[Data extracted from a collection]
=== Section Start ===

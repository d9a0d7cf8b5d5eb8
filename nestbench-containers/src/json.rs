//! `serde_json::Value` container
//!
//! A dynamically typed document; key-style access walks object members.

use nestbench_core::{AccessError, Implementation, NestedDocument};
use serde_json::Value;

fn construct(document: &NestedDocument) -> Result<Value, AccessError> {
    serde_json::to_value(document).map_err(|e| AccessError::Construction(e.to_string()))
}

fn member<'a>(value: &'a Value, key: &str) -> Result<&'a Value, AccessError> {
    value
        .as_object()
        .ok_or_else(|| AccessError::NotAMapping(key.to_string()))?
        .get(key)
        .ok_or_else(|| AccessError::MissingKey(key.to_string()))
}

fn member_mut<'a>(value: &'a mut Value, key: &str) -> Result<&'a mut Value, AccessError> {
    value
        .as_object_mut()
        .ok_or_else(|| AccessError::NotAMapping(key.to_string()))?
        .get_mut(key)
        .ok_or_else(|| AccessError::MissingKey(key.to_string()))
}

fn read_key(value: &Value) -> Result<i64, AccessError> {
    let [l1, l2, l3] = NestedDocument::PATH;
    member(member(member(value, l1)?, l2)?, l3)?
        .as_i64()
        .ok_or_else(|| AccessError::NotAnInteger(l3.to_string()))
}

fn write_key(value: &mut Value, new_value: i64) -> Result<(), AccessError> {
    let [l1, l2, l3] = NestedDocument::PATH;
    let level2 = member_mut(member_mut(value, l1)?, l2)?
        .as_object_mut()
        .ok_or_else(|| AccessError::NotAMapping(l2.to_string()))?;
    match level2.get_mut(l3) {
        Some(leaf) => *leaf = Value::from(new_value),
        None => {
            level2.insert(l3.to_string(), Value::from(new_value));
        }
    }
    Ok(())
}

pub(crate) fn implementation(name: &'static str, constructor: &'static str) -> Implementation {
    Implementation::builder(name, constructor, construct)
        .key_access(read_key, write_key)
        .build()
}

#[cfg(test)]
mod tests {
    use super::*;

    #[test]
    fn test_document_serializes_as_object() {
        let value = construct(&NestedDocument::fixed()).unwrap();
        assert_eq!(
            value,
            serde_json::json!({"level1": {"level2": {"level3": 100}}})
        );
    }

    #[test]
    fn test_write_then_read() {
        let mut value = construct(&NestedDocument::fixed()).unwrap();
        write_key(&mut value, 200).unwrap();
        assert_eq!(read_key(&value).unwrap(), 200);
        assert_eq!(
            value,
            serde_json::json!({"level1": {"level2": {"level3": 200}}})
        );
    }

    #[test]
    fn test_write_inserts_missing_leaf() {
        let mut value = serde_json::json!({"level1": {"level2": {}}});
        write_key(&mut value, 7).unwrap();
        assert_eq!(read_key(&value).unwrap(), 7);
    }

    #[test]
    fn test_non_integer_leaf() {
        let value = serde_json::json!({"level1": {"level2": {"level3": "x"}}});
        assert_eq!(
            read_key(&value),
            Err(AccessError::NotAnInteger("level3".to_string()))
        );
    }
}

=== Section End ===

--- WHAT THIS TASK INVOLVES ---
All entries are to be reproduced verbatim, with none omitted.

--- WRITTEN SOLUTION ---
repository d9a0d7cf8b5d5eb8
filename nestbench-containers/src/json.rs
//! `serde_json::Value` container
//!
//! A dynamically typed document; key-style access walks object members.

use nestbench_core::{AccessError, Implementation, NestedDocument};
use serde_json::Value;

fn construct(document: &NestedDocument) -> Result<Value, AccessError> {
    serde_json::to_value(document).map_err(|e| AccessError::Construction(e.to_string()))
}

fn member<'a>(value: &'a Value, key: &str) -> Result<&'a Value, AccessError> {
    value
        .as_object()
        .ok_or_else(|| AccessError::NotAMapping(key.to_string()))?
        .get(key)
        .ok_or_else(|| AccessError::MissingKey(key.to_string()))
}

fn member_mut<'a>(value: &'a mut Value, key: &str) -> Result<&'a mut Value, AccessError> {
    value
        .as_object_mut()
        .ok_or_else(|| AccessError::NotAMapping(key.to_string()))?
        .get_mut(key)
        .ok_or_else(|| AccessError::MissingKey(key.to_string()))
}

fn read_key(value: &Value) -> Result<i64, AccessError> {
    let [l1, l2, l3] = NestedDocument::PATH;
    member(member(member(value, l1)?, l2)?, l3)?
        .as_i64()
        .ok_or_else(|| AccessError::NotAnInteger(l3.to_string()))
}

fn write_key(value: &mut Value, new_value: i64) -> Result<(), AccessError> {
    let [l1, l2, l3] = NestedDocument::PATH;
    let level2 = member_mut(member_mut(value, l1)?, l2)?
        .as_object_mut()
        .ok_or_else(|| AccessError::NotAMapping(l2.to_string()))?;
    match level2.get_mut(l3) {
        Some(leaf) => *leaf = Value::from(new_value),
        None => {
            level2.insert(l3.to_string(), Value::from(new_value));
        }
    }
    Ok(())
}

pub(crate) fn implementation(name: &'static str, constructor: &'static str) -> Implementation {
    Implementation::builder(name, constructor, construct)
        .key_access(read_key, write_key)
        .build()
}

#[cfg(test)]
mod tests {
    use super::*;

    #[test]
    fn test_document_serializes_as_object() {
        let value = construct(&NestedDocument::fixed()).unwrap();
        assert_eq!(
            value,
            serde_json::json!({"level1": {"level2": {"level3": 100}}})
        );
    }

    #[test]
    fn test_write_then_read() {
        let mut value = construct(&NestedDocument::fixed()).unwrap();
        write_key(&mut value, 200).unwrap();
        assert_eq!(read_key(&value).unwrap(), 200);
        assert_eq!(
            value,
            serde_json::json!({"level1": {"level2": {"level3": 200}}})
        );
    }

    #[test]
    fn test_write_inserts_missing_leaf() {
        let mut value = serde_json::json!({"level1": {"level2": {}}});
        write_key(&mut value, 7).unwrap();
        assert_eq!(read_key(&value).unwrap(), 7);
    }

    #[test]
    fn test_non_integer_leaf() {
        let value = serde_json::json!({"level1": {"level2": {"level3": "x"}}});
        assert_eq!(
            read_key(&value),
            Err(AccessError::NotAnInteger("level3".to_string()))
        );
    }
}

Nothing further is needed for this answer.